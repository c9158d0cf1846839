//! Configuration module for the quillt CLI.
//!
//! Settings are read from `quill.toml`. Command-line flags override them.

use std::path::{Path, PathBuf};

use dirs::config_dir;
use quill_util::ColorConfig;
use serde::{Deserialize, Serialize};
use tracing::debug;

use crate::commands::common::OutputFormat;
use crate::error::{QuilltError, Result};

/// Default configuration file name.
pub const CONFIG_FILE_NAME: &str = "quill.toml";

/// Application configuration structure.
#[derive(Debug, Clone, Default, Serialize, Deserialize, PartialEq)]
pub struct Config {
    /// Global verbose setting.
    #[serde(default)]
    pub verbose: bool,

    /// How tokens and diagnostics are printed.
    #[serde(default)]
    pub output: OutputConfig,
}

/// Output configuration options.
#[derive(Debug, Clone, Serialize, Deserialize, PartialEq)]
pub struct OutputConfig {
    /// Token listing format: "text" or "json".
    #[serde(default = "default_format")]
    pub format: String,

    /// Diagnostic coloring: "auto", "always" or "never".
    #[serde(default = "default_color")]
    pub color: String,

    /// Whether token listings include the end-of-input token.
    #[serde(default = "default_true")]
    pub show_eof: bool,
}

fn default_format() -> String {
    "text".to_string()
}

fn default_color() -> String {
    "auto".to_string()
}

fn default_true() -> bool {
    true
}

impl Default for OutputConfig {
    fn default() -> Self {
        Self {
            format: default_format(),
            color: default_color(),
            show_eof: true,
        }
    }
}

impl OutputConfig {
    /// Parse the configured token listing format.
    pub fn output_format(&self) -> Result<OutputFormat> {
        OutputFormat::parse(&self.format)
    }

    /// Parse the configured color mode.
    pub fn color_config(&self) -> Result<ColorConfig> {
        ColorConfig::from_name(&self.color).ok_or_else(|| {
            QuilltError::Validation(format!(
                "Invalid color in configuration: {} (expected auto, always or never)",
                self.color
            ))
        })
    }
}

impl Config {
    /// Load configuration from the default location.
    ///
    /// Searches for configuration in the following order:
    /// 1. Current directory
    /// 2. User configuration directory (`<config_dir>/quill/quill.toml`)
    ///
    /// Returns the default configuration if no config file is found.
    pub fn load() -> Result<Self> {
        match Self::find_config_file() {
            Some(path) => Self::load_from_path(&path),
            None => {
                debug!("no configuration file found, using defaults");
                Ok(Self::default())
            },
        }
    }

    /// Load configuration from a specific path.
    pub fn load_from_path(path: &Path) -> Result<Self> {
        if !path.exists() {
            return Err(QuilltError::Config(format!(
                "Configuration file not found: {}",
                path.display()
            )));
        }

        debug!(path = %path.display(), "loading configuration");
        let content = std::fs::read_to_string(path)?;
        let config: Config = toml::from_str(&content)?;

        config.output.output_format()?;
        config.output.color_config()?;

        Ok(config)
    }

    /// Check for config in current directory.
    fn check_current_dir_config() -> Option<PathBuf> {
        let path = PathBuf::from(CONFIG_FILE_NAME);
        path.exists().then_some(path)
    }

    /// Check for config in the user configuration directory.
    fn check_user_config() -> Option<PathBuf> {
        config_dir()
            .map(|dir| dir.join("quill").join(CONFIG_FILE_NAME))
            .filter(|path| path.exists())
    }

    fn find_config_file() -> Option<PathBuf> {
        Self::check_current_dir_config().or_else(Self::check_user_config)
    }
}
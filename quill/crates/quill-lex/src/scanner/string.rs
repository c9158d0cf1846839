//! String literal scanning.

use quill_util::DiagnosticCode;

use crate::token::{Token, TokenKind};
use crate::Scanner;

impl<'src, 'h> Scanner<'src, 'h> {
    /// Scans a string literal enclosed in double quotes.
    ///
    /// Strings may span lines. A backslash keeps the following character in
    /// the literal (so `\"` does not close it) but escapes are not decoded:
    /// the payload is the raw text between the quotes.
    ///
    /// Returns `None` after reporting an error if the input ends first.
    pub(crate) fn scan_string(&mut self) -> Option<Token<'src>> {
        self.cursor.advance();
        let content_start = self.cursor.position();

        loop {
            if self.cursor.is_at_end() {
                let diagnostic = self
                    .error(
                        DiagnosticCode::E_LEXER_UNTERMINATED_STRING,
                        "unterminated string literal",
                    )
                    .help("add a closing `\"`");
                self.report(diagnostic);
                return None;
            }

            match self.cursor.current_char() {
                '"' => break,
                '\\' => {
                    self.cursor.advance();
                    self.cursor.advance();
                },
                _ => self.cursor.advance(),
            }
        }

        let content = self.cursor.slice(content_start, self.cursor.position());
        self.cursor.advance();

        Some(Token::new(
            TokenKind::String(content.to_string()),
            content,
            self.token_span(),
        ))
    }
}
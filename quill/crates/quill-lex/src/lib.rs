//! quill-lex - Scanner for the Quill scripting language
//!
//! This crate turns Quill source text into a flat sequence of tokens for a
//! downstream parser. Scanning never fails: lexical errors are reported to a
//! [`quill_util::Handler`] and the scan carries on with the next character.
//!
//! # Example Usage
//!
//! ```
//! use quill_lex::{scan, NumberFormat, NumberValue, TokenKind};
//! use quill_util::Handler;
//!
//! let mut handler = Handler::new();
//! let tokens = scan("0x1A + 2", &mut handler);
//!
//! assert!(!handler.has_errors());
//! assert_eq!(
//!     tokens[0].kind,
//!     TokenKind::Number {
//!         value: NumberValue::Float(26.0),
//!         format: NumberFormat::Hexadecimal,
//!     }
//! );
//! assert_eq!(tokens[1].kind, TokenKind::Plus);
//! assert_eq!(tokens.last().map(|t| &t.kind), Some(&TokenKind::Eof));
//! ```
//!
//! # Module Structure
//!
//! - [`token`] - Token type definitions
//! - [`scanner`] - The scanner itself
//! - [`cursor`] - Character cursor for source traversal
//!
//! # Token Categories
//!
//! - **Punctuation**: `(`, `)`, `{`, `}`, `,`, `.`, `;`
//! - **Comparison and assignment**: `!`, `!=`, `=`, `==`, `<`, `<=`, `>`, `>=`
//! - **Arithmetic**: `+`, `-`, `*`, `/`
//! - **Numbers**: `42`, `3.5`, `1.5e-3`, `0b1010`, `0o17`, `0x1A`, `123n`
//! - **Strings**: `"text"`, which may span lines
//! - **Comments**: `-- to end of line` and `{- block -}`, skipped
//! - **EOF**: End of input marker, always last

#![warn(missing_docs)]
#![warn(rustdoc::missing_crate_level_docs)]

pub mod cursor;
pub mod scanner;
pub mod token;

mod edge_cases;

pub use cursor::Cursor;
pub use scanner::{Scanner, MAX_BIGINT_EXPONENT};
pub use token::{NumberFormat, NumberValue, Token, TokenKind};

use quill_util::Handler;

/// Scans `source` into tokens, reporting lexical errors to `handler`.
///
/// The result always ends with exactly one [`TokenKind::Eof`].
pub fn scan<'src>(source: &'src str, handler: &mut Handler) -> Vec<Token<'src>> {
    Scanner::new(source, handler).scan_tokens()
}


#[cfg(test)]
mod property_tests {
    use super::*;
    use proptest::prelude::*;

    /// Source made of the characters the scanner cares about, plus some it rejects.
    const SOURCE_PATTERN: &str = "[(){},.;!=<>+*/\\- \t\r\n\"\\\\0-9a-fxXbBoOeEn{}#@λ]{0,80}";

    fn scan_with_errors(source: &str) -> (Vec<Token<'_>>, Handler) {
        let mut handler = Handler::new();
        let tokens = scan(source, &mut handler);
        (tokens, handler)
    }

    /// True if `gap` is nothing but whitespace and complete comments.
    fn is_trivia(mut gap: &str) -> bool {
        while let Some(c) = gap.chars().next() {
            if matches!(c, ' ' | '\t' | '\r' | '\n') {
                gap = &gap[1..];
            } else if let Some(rest) = gap.strip_prefix("--") {
                gap = rest.find('\n').map_or("", |i| &rest[i..]);
            } else if let Some(rest) = gap.strip_prefix("{-") {
                match rest.find("-}") {
                    Some(i) => gap = &rest[i + 2..],
                    None => return false,
                }
            } else {
                return false;
            }
        }
        true
    }

    #[test]
    fn test_is_trivia() {
        assert!(is_trivia(" \t\r\n-- note\n{- a\nb -}"));
        assert!(is_trivia("-- to the end"));
        assert!(!is_trivia("{- open"));
        assert!(!is_trivia(" 1"));
    }

    proptest! {
        #[test]
        fn prop_ends_with_single_eof(source in SOURCE_PATTERN) {
            let (tokens, _) = scan_with_errors(&source);
            prop_assert!(tokens.last().map_or(false, Token::is_eof));
            prop_assert_eq!(tokens.iter().filter(|t| t.is_eof()).count(), 1);
        }

        #[test]
        fn prop_spans_are_ordered_and_match_source(source in SOURCE_PATTERN) {
            let (tokens, _) = scan_with_errors(&source);
            let mut previous_end = 0;
            for token in &tokens {
                prop_assert!(token.span.start >= previous_end);
                prop_assert!(token.span.end >= token.span.start);
                prop_assert!(source.is_char_boundary(token.span.start));
                prop_assert!(source.is_char_boundary(token.span.end));

                let text = &source[token.span.start..token.span.end];
                match token.kind {
                    TokenKind::String(_) => {
                        prop_assert_eq!(format!("\"{}\"", token.lexeme), text);
                    },
                    _ => prop_assert_eq!(token.lexeme, text),
                }

                let line = source[..token.span.start].matches('\n').count() as u32 + 1;
                prop_assert_eq!(token.line(), line);
                previous_end = token.span.end;
            }
        }

        #[test]
        fn prop_text_between_tokens_is_trivia(source in SOURCE_PATTERN) {
            let (tokens, handler) = scan_with_errors(&source);
            let mut covered: Vec<(usize, usize)> = tokens
                .iter()
                .map(|t| (t.span.start, t.span.end))
                .chain(handler.diagnostics().iter().map(|d| (d.span.start, d.span.end)))
                .collect();
            covered.sort_unstable();

            let mut position = 0;
            for (start, end) in covered {
                if start > position {
                    let gap = &source[position..start];
                    prop_assert!(is_trivia(gap), "unaccounted text {:?} in {:?}", gap, source);
                }
                position = position.max(end);
            }
            let tail = &source[position..];
            prop_assert!(is_trivia(tail), "unaccounted text {:?} in {:?}", tail, source);
        }

        #[test]
        fn prop_scan_is_idempotent(source in SOURCE_PATTERN) {
            let (first, first_handler) = scan_with_errors(&source);
            let (second, second_handler) = scan_with_errors(&source);
            prop_assert_eq!(first, second);
            prop_assert_eq!(first_handler.diagnostics(), second_handler.diagnostics());
        }

        #[test]
        fn prop_decimal_digits_scan_to_one_number(digits in "[1-9][0-9]{0,20}") {
            let (tokens, handler) = scan_with_errors(&digits);
            prop_assert!(!handler.has_errors());
            prop_assert_eq!(tokens.len(), 2);
            prop_assert_eq!(tokens[0].lexeme, digits.as_str());
        }

        #[test]
        fn prop_hex_literal_value(value in any::<u32>()) {
            let source = format!("0x{:x}", value);
            let (tokens, handler) = scan_with_errors(&source);
            prop_assert!(!handler.has_errors());
            prop_assert_eq!(
                &tokens[0].kind,
                &TokenKind::Number {
                    value: NumberValue::Float(f64::from(value)),
                    format: NumberFormat::Hexadecimal,
                }
            );
        }

        #[test]
        fn prop_string_literals(content in "[^\"\\\\]{0,60}") {
            let source = format!("\"{}\"", content);
            let (tokens, handler) = scan_with_errors(&source);
            prop_assert!(!handler.has_errors());
            prop_assert_eq!(tokens.len(), 2);
            prop_assert_eq!(&tokens[0].kind, &TokenKind::String(content.clone()));
        }
    }
}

—————

#### TASK TO CARRY OUT
Going through the entries above line by line, work out how many lines include the word "filter". Only the number is required.

#### SOLUTION TO THE PROBLEM
2